# taz.de -- Touristenbahn und Indigene in Mexiko: Es fährt ein Zug ins Maya-Land
       
       > 30 Milliarden US-Dollar wird die Touristenbahn Tren Maya in Mexiko
       > kosten. Die Maya befürchten Wasserknappheit, wenn mehr Urlauber nach
       > Cancun kommen.
       
 (IMG) Bild: Der „rollende Jaguar“, der Mayazug, hat den ersten Teilabschnitt von 500 Kilometer vom Golf von Mexiko nach Cancun zurückgelegt
       
       Nun soll’s der Herrgott richten. Oder zumindest sein Vertreter auf Erden.
       Wenige Tage bevor die [1][Touristenbahn „Tren Maya“] am vergangenen Freitag
       erstmals über die mexikanische Halbinsel Yucatán rollte, besuchte die
       Gouverneurin des dortigen Bundesstaates Quintana Roo, Mara Lezama, den
       Papst Franziskus im Vatikan.

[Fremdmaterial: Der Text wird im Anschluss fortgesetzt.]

//! Locations inside a SymbiFlow install: device data, helper scripts and the
//! Python environment the scripts expect.
use std::collections::BTreeMap;
use std::ffi::OsString;
use std::path::{Path, PathBuf};

use tracing::{debug, info};

use crate::error::{Error, Result};
use crate::io::archive::extract_pixz;
use crate::types::Architecture;

const ICEBOX_SCRIPT: &str = "icebox.py";

#[derive(Debug, Clone)]
pub struct FileManager {
    base: PathBuf,
    devices: PathBuf,
    scripts: PathBuf,
    archive: Option<PathBuf>,
    /// Where to look for helper tools; `PATH` when unset
    search_path: Option<OsString>,
}

/// Device files VPR and genfasm need for one architecture/device pair.
#[derive(Debug, Clone, PartialEq, Eq)]
pub struct ArchInfo {
    pub arch: Architecture,
    pub device: String,
    pub definition: PathBuf,
    pub rr_graph: PathBuf,
    pub place_delay: PathBuf,
    /// Only families with constraint-based placement ship one
    pub vpr_grid_map: Option<PathBuf>,
    arch_dir: PathBuf,
}

impl FileManager {
    pub fn new<P: Into<PathBuf>>(base: P, archive: Option<PathBuf>) -> Self {
        let base = base.into();
        let share = base.join("share").join("symbiflow");
        let devices = share.join("devices");
        let scripts = share.join("scripts");
        Self {
            base,
            devices,
            scripts,
            archive,
            search_path: None,
        }
    }

    pub fn with_search_path<S: Into<OsString>>(mut self, search_path: S) -> Self {
        self.search_path = Some(search_path.into());
        self
    }

    pub fn script(&self, name: &str) -> PathBuf {
        self.scripts.join(name)
    }

    pub fn arch_script_dir(&self, arch: Architecture) -> PathBuf {
        self.scripts.join(arch.name())
    }

    pub fn arch_script(&self, arch: Architecture, name: &str) -> PathBuf {
        self.arch_script_dir(arch).join(name)
    }

    pub fn yosys_script(&self, arch: Architecture, name: &str) -> PathBuf {
        self.arch_script_dir(arch).join("yosys").join(name)
    }

    /// Pull any of `paths` that are missing out of the configured archive.
    ///
    /// The archive root sits one level above the install base, so members are
    /// named relative to `base`'s parent.
    pub fn jit_extract<I, P>(&self, paths: I) -> Result<()>
    where
        I: IntoIterator<Item = P>,
        P: AsRef<Path>,
    {
        let Some(archive) = &self.archive else {
            return Ok(());
        };
        let extract_root = self.base.parent().unwrap_or(Path::new("/"));

        let members: Vec<String> = paths
            .into_iter()
            .filter(|p| !p.as_ref().exists())
            .map(|p| relative_member(p.as_ref(), extract_root))
            .collect();

        if members.is_empty() {
            return Ok(());
        }

        info!("Extracting arch info…");
        debug!("Members: {:?}", members);
        extract_pixz(archive, extract_root, &members)
    }

    pub fn arch_info(&self, arch: Architecture, device: &str) -> Result<ArchInfo> {
        let info = match arch {
            Architecture::Ice40 => {
                let arch_dir = self.devices.join(arch.name());
                let underscored = device.replace('-', "_");
                ArchInfo {
                    arch,
                    device: device.to_string(),
                    definition: arch_dir.join("top-routing-virt").join("arch.timing.xml"),
                    rr_graph: arch_dir.join(format!("rr_graph_{}.rr_graph.real.bin", underscored)),
                    place_delay: arch_dir.join(format!("rr_graph_{}.place_delay.bin", underscored)),
                    vpr_grid_map: None,
                    arch_dir,
                }
            }
            Architecture::Xc7 => {
                let arch_dir = self.devices.join(arch.name()).join(device);
                ArchInfo {
                    arch,
                    device: device.to_string(),
                    definition: arch_dir.join("arch.timing.xml"),
                    rr_graph: arch_dir.join(format!("rr_graph_{}.rr_graph.real.bin", device)),
                    place_delay: arch_dir.join(format!("rr_graph_{}.place_delay.bin", device)),
                    vpr_grid_map: Some(arch_dir.join("vpr_grid_map.csv")),
                    arch_dir,
                }
            }
        };

        let mut required = vec![&info.definition, &info.rr_graph, &info.place_delay];
        required.extend(info.vpr_grid_map.as_ref());
        self.jit_extract(required)?;

        Ok(info)
    }

    /// Pin map for `part`, extracted on demand.
    pub fn pinmap(&self, info: &ArchInfo, part: Option<&str>) -> Result<PathBuf> {
        let pinmap = info.pinmap_path(part)?;
        self.jit_extract([&pinmap])?;
        Ok(pinmap)
    }

    /// Module search path for the family's helper scripts.
    pub fn python_path(&self, arch: Architecture) -> Result<OsString> {
        let mut paths = vec![self.scripts.clone(), self.arch_script_dir(arch)];
        if arch == Architecture::Ice40 {
            let icebox = self
                .find_tool(ICEBOX_SCRIPT)
                .ok_or_else(|| Error::ToolNotFound(ICEBOX_SCRIPT.to_string()))?;
            if let Some(dir) = icebox.parent() {
                paths.push(dir.to_path_buf());
            }
        }
        std::env::join_paths(paths).map_err(|e| Error::Io(std::io::Error::other(e)))
    }

    fn find_tool(&self, name: &str) -> Option<PathBuf> {
        match &self.search_path {
            Some(path) => which::which_in(name, Some(path), &self.base).ok(),
            None => which::which(name).ok(),
        }
    }

    pub fn python_env(&self, arch: Architecture) -> Result<BTreeMap<String, OsString>> {
        let mut env = BTreeMap::new();
        env.insert("PYTHONPATH".to_string(), self.python_path(arch)?);
        Ok(env)
    }
}

impl ArchInfo {
    /// Some families key the pin map on the package part, others only on the device.
    pub fn pinmap_path(&self, part: Option<&str>) -> Result<PathBuf> {
        match self.arch {
            Architecture::Ice40 => {
                let dotted = self.device.replace('-', ".");
                Ok(self
                    .arch_dir
                    .join("layouts")
                    .join("icebox")
                    .join(format!("{}.pinmap.csv", dotted)))
            }
            Architecture::Xc7 => {
                let part = part.ok_or_else(|| Error::missing("part"))?;
                Ok(self.arch_dir.join(part).join("pinmap.csv"))
            }
        }
    }
}

fn relative_member(path: &Path, root: &Path) -> String {
    path.strip_prefix(root)
        .unwrap_or(path)
        .to_string_lossy()
        .into_owned()
}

Im Gepäck hatte sie eine Miniatur des
       umstrittenen Zuges, die sie dem katholischen Oberhaupt mit der Bitte
       übergab, er möge das Megaprojekt segnen.
       
       Zudem habe sie ihrem Gastgeber einen Brief des Präsidenten Andrés Manuel
       López Obrador mitgebracht, informierte die Politikerin auf der Plattform X.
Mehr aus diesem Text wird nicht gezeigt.